Table 2 gives the comparison of each variability measure at last available visit for patients with and without outcomes present. For survival, all 6 have statistically significant p values. For presence of ON, SD and Changev are the only 2 measures with p < 0.05. For CAD, SD, Changev, Range, and Percent are all significant. Finally, for damage, all except Range are statistically significant.
Table 3 shows the results from the time-dependent covariate survival analysis for the prediction of each major SLE outcome. For each regression, a variability measure was used to model one of the outcomes, and hazard ratio (HR) and p values are presented. All variability measures are associated with survival with the exception of Slope. Variability does not seem to be associated with presence of ON, as none of the measures was statistically significant. Variability as measured by SD, Changev, Range, and Percent was associated with presence of CAD. SD, Changev, and Range were associated with presence of damage.
Finally, time-dependent-covariate models were run including known risk factors along with each variability measure to evaluate if the inclusion of the variability measure would add to the explanation of outcomes. Included in the models are the following risk factors.
AMS: HR = 1.16 (1.11, 1.21), p < 0.0001
Age at SLE diagnosis: HR = 1.05 (1.04, 1.07), p < 0.0001
SLEDAI-2K at presentation: HR = 1.04 (1.01, 1.06), p = 0.003
Disease duration: HR = 0.92 (0.85, 1.00), p = 0.048
AMS: HR = 1.12 (1.05, 1.19), p = 0.0003
Sex (male): HR = 2.31 (1.15, 4.66), p = 0.019
Age at SLE diagnosis: HR = 1.06 (1.04, 1.08), p < 0.0001
Disease duration: HR = 1.10 (1.05, 1.15), p < 0.0001
AMS: HR = 1.06 (1.04, 1.08), p < 0.0001
Age at SLE diagnosis: HR = 1.02 (1.01, 1.02), p = 0.0004
Disease duration: HR = 1.05 (1.03, 1.07), p < 0.0001
Table 4 shows the HR and p values for each variability measure as it was added to a model already containing the above risk factors. None of the variability measures were now significantly associated with any of the outcome measures.

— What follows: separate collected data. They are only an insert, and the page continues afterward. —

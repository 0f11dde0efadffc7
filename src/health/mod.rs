//! Health & readiness.
//!
//! Liveness: operational-store ping, relational-store ping, matching-lane
//! heartbeats. Readiness additionally requires the seed markers, every
//! lane running, and change-queue depths below the critical threshold.

use std::sync::atomic::{AtomicBool, Ordering};
use std::sync::Arc;
use std::time::Duration;

use axum::{extract::State, http::StatusCode, Json};
use parking_lot::RwLock;
use serde::Serialize;

use crate::db::Database;
use crate::engine::MatchingEngine;
use crate::store::{EntityKind, OperationalStore, SyncQueue};

/// A lane is considered dead after missing three 5s heartbeats.
const LANE_STALE_AFTER: Duration = Duration::from_secs(15);

const PROBE_INTERVAL: Duration = Duration::from_secs(5);

const STORE_LATENCY_BUDGET: Duration = Duration::from_secs(1);

#[derive(Debug, Clone, Copy, PartialEq, Eq, Serialize)]
#[serde(rename_all = "lowercase")]
pub enum ProbeStatus {
    Healthy,
    Degraded,
    Unhealthy,
}

impl ProbeStatus {
    fn worst(self, other: ProbeStatus) -> ProbeStatus {
        use ProbeStatus::*;
        match (self, other) {
            (Unhealthy, _) | (_, Unhealthy) => Unhealthy,
            (Degraded, _) | (_, Degraded) => Degraded,
            _ => Healthy,
        }
    }
}

#[derive(Debug, Clone, Serialize)]
pub struct ComponentHealth {
    pub status: ProbeStatus,
    #[serde(skip_serializing_if = "Option::is_none")]
    pub latency_ms: Option<u64>,
    #[serde(skip_serializing_if = "Option::is_none")]
    pub detail: Option<String>,
}

#[derive(Debug, Clone, Serialize)]
pub struct LaneReport {
    pub symbol: String,
    pub running: bool,
    pub halted: bool,
    pub last_heartbeat_ms: i64,
}

#[derive(Debug, Clone, Serialize)]
pub struct QueueReport {
    pub kind: String,
    pub depth: i64,
    pub status: ProbeStatus,
}

#[derive(Debug, Clone, Serialize)]
pub struct HealthSnapshot {
    pub store: ComponentHealth,
    pub database: ComponentHealth,
    pub lanes: Vec<LaneReport>,
    pub queues: Vec<QueueReport>,
    pub seeded: bool,
}

impl Default for HealthSnapshot {
    fn default() -> Self {
        let pending = ComponentHealth {
            status: ProbeStatus::Unhealthy,
            latency_ms: None,
            detail: Some("not probed yet".to_string()),
        };
        Self {
            store: pending.clone(),
            database: pending,
            lanes: Vec::new(),
            queues: Vec::new(),
            seeded: false,
        }
    }
}

/// Shared snapshot the HTTP handlers read; refreshed by [`HealthMonitor`].
pub struct HealthState {
    snapshot: RwLock<HealthSnapshot>,
    seeded: AtomicBool,
}

impl HealthState {
    pub fn new() -> Self {
        Self {
            snapshot: RwLock::new(HealthSnapshot::default()),
            seeded: AtomicBool::new(false),
        }
    }

    pub fn mark_seeded(&self) {
        self.seeded.store(true, Ordering::Relaxed);
    }

    pub fn snapshot(&self) -> HealthSnapshot {
        self.snapshot.read().clone()
    }

    /// Liveness: the three probes, worst-of.
    pub fn live_status(&self) -> ProbeStatus {
        let snapshot = self.snapshot.read();
        let lanes_ok = snapshot.lanes.iter().all(|l| l.running && !l.halted);
        let lanes = if lanes_ok {
            ProbeStatus::Healthy
        } else {
            ProbeStatus::Unhealthy
        };
        snapshot.store.status.worst(snapshot.database.status).worst(lanes)
    }

    /// Readiness: liveness plus seed, lanes and queue-depth gates.
    pub fn ready(&self) -> bool {
        if !self.seeded.load(Ordering::Relaxed) {
            return false;
        }
        let snapshot = self.snapshot.read();
        let lanes_ok =
            !snapshot.lanes.is_empty() && snapshot.lanes.iter().all(|l| l.running && !l.halted);
        let queues_ok = snapshot
            .queues
            .iter()
            .all(|q| q.status != ProbeStatus::Unhealthy);
        lanes_ok
            && queues_ok
            && snapshot.store.status != ProbeStatus::Unhealthy
            && snapshot.database.status != ProbeStatus::Unhealthy
    }
}

impl Default for HealthState {
    fn default() -> Self {
        Self::new()
    }
}

/// Background prober feeding [`HealthState`].
pub struct HealthMonitor<S> {
    store: Arc<S>,
    db: Database,
    engine: Arc<MatchingEngine<S>>,
    queue: SyncQueue<S>,
    state: Arc<HealthState>,
    degraded_depth: i64,
    critical_depth: i64,
}

impl<S: OperationalStore> HealthMonitor<S> {
    pub fn new(
        store: Arc<S>,
        db: Database,
        engine: Arc<MatchingEngine<S>>,
        state: Arc<HealthState>,
        degraded_depth: i64,
        critical_depth: i64,
    ) -> Self {
        Self {
            queue: SyncQueue::new(Arc::clone(&store)),
            store,
            db,
            engine,
            state,
            degraded_depth,
            critical_depth,
        }
    }

    pub async fn run(self) {
        let mut tick = tokio::time::interval(PROBE_INTERVAL);
        loop {
            tick.tick().await;
            let snapshot = self.probe().await;
            *self.state.snapshot.write() = snapshot;
        }
    }

    async fn probe(&self) -> HealthSnapshot {
        let store = match self.store.ping().await {
            Ok(latency) => {
                crate::metrics::record_store_ping(latency.as_secs_f64());
                ComponentHealth {
                    status: if latency <= STORE_LATENCY_BUDGET {
                        ProbeStatus::Healthy
                    } else {
                        ProbeStatus::Degraded
                    },
                    latency_ms: Some(latency.as_millis() as u64),
                    detail: None,
                }
            }
            Err(e) => ComponentHealth {
                status: ProbeStatus::Unhealthy,
                latency_ms: None,
                detail: Some(e.to_string()),
            },
        };

        let database = match self.db.ping().await {
            Ok(latency) => ComponentHealth {
                status: if latency <= STORE_LATENCY_BUDGET {
                    ProbeStatus::Healthy
                } else {
                    ProbeStatus::Degraded
                },
                latency_ms: Some(latency.as_millis() as u64),
                detail: None,
            },
            Err(e) => ComponentHealth {
                status: ProbeStatus::Unhealthy,
                latency_ms: None,
                detail: Some(e.to_string()),
            },
        };

        let stale_cutoff =
            chrono::Utc::now().timestamp_millis() - LANE_STALE_AFTER.as_millis() as i64;
        let lanes = self
            .engine
            .lane_statuses()
            .into_iter()
            .map(|lane| LaneReport {
                running: lane.last_heartbeat_ms >= stale_cutoff && !lane.halted,
                symbol: lane.symbol,
                halted: lane.halted,
                last_heartbeat_ms: lane.last_heartbeat_ms,
            })
            .collect();

        let mut queues = Vec::with_capacity(EntityKind::ALL.len());
        for kind in EntityKind::ALL {
            let depth = self.queue.depth(kind).await.unwrap_or(i64::MAX);
            crate::metrics::set_sync_queue_depth(&kind.to_string(), depth);
            let status = if depth >= self.critical_depth {
                ProbeStatus::Unhealthy
            } else if depth >= self.degraded_depth {
                ProbeStatus::Degraded
            } else {
                ProbeStatus::Healthy
            };
            queues.push(QueueReport {
                kind: kind.to_string(),
                depth,
                status,
            });
        }

        HealthSnapshot {
            store,
            database,
            lanes,
            queues,
            seeded: self.state.seeded.load(Ordering::Relaxed),
        }
    }
}

// ============================================================================
// HTTP handlers
// ============================================================================

#[derive(Serialize)]
pub struct HealthResponse {
    pub status: ProbeStatus,
    #[serde(flatten)]
    pub snapshot: HealthSnapshot,
}

pub async fn live(
    State(state): State<Arc<crate::AppState>>,
) -> (StatusCode, Json<HealthResponse>) {
    let health = &state.health;
    let status = health.live_status();
    let code = if status == ProbeStatus::Unhealthy {
        StatusCode::SERVICE_UNAVAILABLE
    } else {
        StatusCode::OK
    };
    (
        code,
        Json(HealthResponse {
            status,
            snapshot: health.snapshot(),
        }),
    )
}

pub async fn ready(
    State(state): State<Arc<crate::AppState>>,
) -> (StatusCode, Json<HealthResponse>) {
    let health = &state.health;
    let ready = health.ready();
    let code = if ready {
        StatusCode::OK
    } else {
        StatusCode::SERVICE_UNAVAILABLE
    };
    let status = if ready {
        health.live_status()
    } else {
        ProbeStatus::Unhealthy
    };
    (
        code,
        Json(HealthResponse {
            status,
            snapshot: health.snapshot(),
        }),
    )
}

The lifetime experience of SLE is characterized by changes in disease activity. Flares in disease activity occur in 40–60% of SLE patients per year12,13. We have previously reported on the derivation of the AMS, a measure of average SLEDAI-2K over time, and have shown this measure to be associated with 3 major SLE outcomes: survival, damage, and CAD3.
In evaluating AMS, it was clear that the average does not reflect the variability in disease activity. Are patients with less variation (fewer peaks and valleys) less at risk for major outcomes than patients with multiple extremes? We aimed to determine if variability plays a role in the development of major SLE outcomes beyond the already known risk factors.

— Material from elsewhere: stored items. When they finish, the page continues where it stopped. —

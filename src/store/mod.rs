//! Operational store.
//!
//! Typed wrapper over the key/value server that owns all hot-path state:
//! order hashes, asset balances, the active-book index, the trade log and
//! the change queues. The production implementation is Redis; an in-memory
//! implementation backs the test suite with the same atomicity contract.

use std::collections::HashMap;
use std::time::Duration;

use async_trait::async_trait;

pub mod assets;
pub mod keys;
pub mod memory;
pub mod orders;
pub mod redis_client;
pub mod scripts;
pub mod sync_queue;
pub mod trades;

pub use assets::AssetStore;
pub use memory::MemoryStore;
pub use orders::OrderStore;
pub use redis_client::{RedisConfig, RedisStore};
pub use scripts::AtomicScript;
pub use sync_queue::{ChangeOp, ChangeRecord, EntityKind, SyncQueue};
pub use trades::TradeStore;

#[derive(Debug, thiserror::Error)]
pub enum StoreError {
    #[error("store unavailable: {0}")]
    Unavailable(String),

    #[error("script {script} exceeded its {budget_ms} ms budget")]
    ScriptTimeout { script: &'static str, budget_ms: u64 },

    #[error("malformed value at {key}: {detail}")]
    Corrupt { key: String, detail: String },
}

impl From<redis::RedisError> for StoreError {
    fn from(err: redis::RedisError) -> Self {
        StoreError::Unavailable(err.to_string())
    }
}

/// The five-container contract of the operational store. All operations are
/// blocking from the caller's view; implementations may pool connections.
#[async_trait]
pub trait OperationalStore: Send + Sync + 'static {
    /// Round-trip health probe returning observed latency.
    async fn ping(&self) -> Result<Duration, StoreError>;

    // ==================== Plain keys (markers) ====================

    async fn get(&self, key: &str) -> Result<Option<String>, StoreError>;
    async fn set(&self, key: &str, value: &str) -> Result<(), StoreError>;
    async fn del(&self, key: &str) -> Result<bool, StoreError>;

    // ==================== Hash ====================

    async fn hset_multiple(&self, key: &str, fields: &[(String, String)])
        -> Result<(), StoreError>;
    async fn hget(&self, key: &str, field: &str) -> Result<Option<String>, StoreError>;
    async fn hgetall(&self, key: &str) -> Result<HashMap<String, String>, StoreError>;
    async fn hincrby(&self, key: &str, field: &str, delta: i64) -> Result<i64, StoreError>;

    // ==================== Sorted set ====================

    async fn zadd(&self, key: &str, score: f64, member: &str) -> Result<bool, StoreError>;
    async fn zrange(
        &self,
        key: &str,
        start: isize,
        stop: isize,
        ascending: bool,
    ) -> Result<Vec<String>, StoreError>;
    async fn zrem(&self, key: &str, member: &str) -> Result<bool, StoreError>;

    // ==================== List ====================

    async fn lpush(&self, key: &str, value: &str) -> Result<i64, StoreError>;
    async fn rpop(&self, key: &str) -> Result<Option<String>, StoreError>;
    async fn llen(&self, key: &str) -> Result<i64, StoreError>;
    async fn rpoplpush(&self, src: &str, dst: &str) -> Result<Option<String>, StoreError>;
    async fn lrange(&self, key: &str, start: isize, stop: isize)
        -> Result<Vec<String>, StoreError>;

    // ==================== Counter ====================

    async fn incr(&self, key: &str) -> Result<i64, StoreError>;

    // ==================== Scripted block ====================

    /// Evaluate a server-side script atomically. Settlement calls are
    /// wrapped with [`scripts::TIME_BUDGET`]; exceeding it is a failure.
    async fn eval_script(
        &self,
        script: &AtomicScript,
        keys: &[String],
        args: &[i64],
    ) -> Result<i64, StoreError>;

    // ==================== Pub/Sub ====================

    async fn publish(&self, channel: &str, message: &str) -> Result<(), StoreError>;
}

First, we determined different approaches to measuring variability. Six measures were evaluated. Univariate analyses (t tests), as well as regression models where each variability measure was included alone, showed that a number of variability measures were associated with each of the outcomes.
On multivariate survival analysis where known risk factors were included in the models, none of the variability measures was associated with a major outcome.
Although theoretically, variability is important in the evaluation of disease activity over time, the proposed measures of variability included in our study do not contribute additional information to that derived from AMS and other known risk factors in the prediction of major SLE outcomes in patients with regular followup.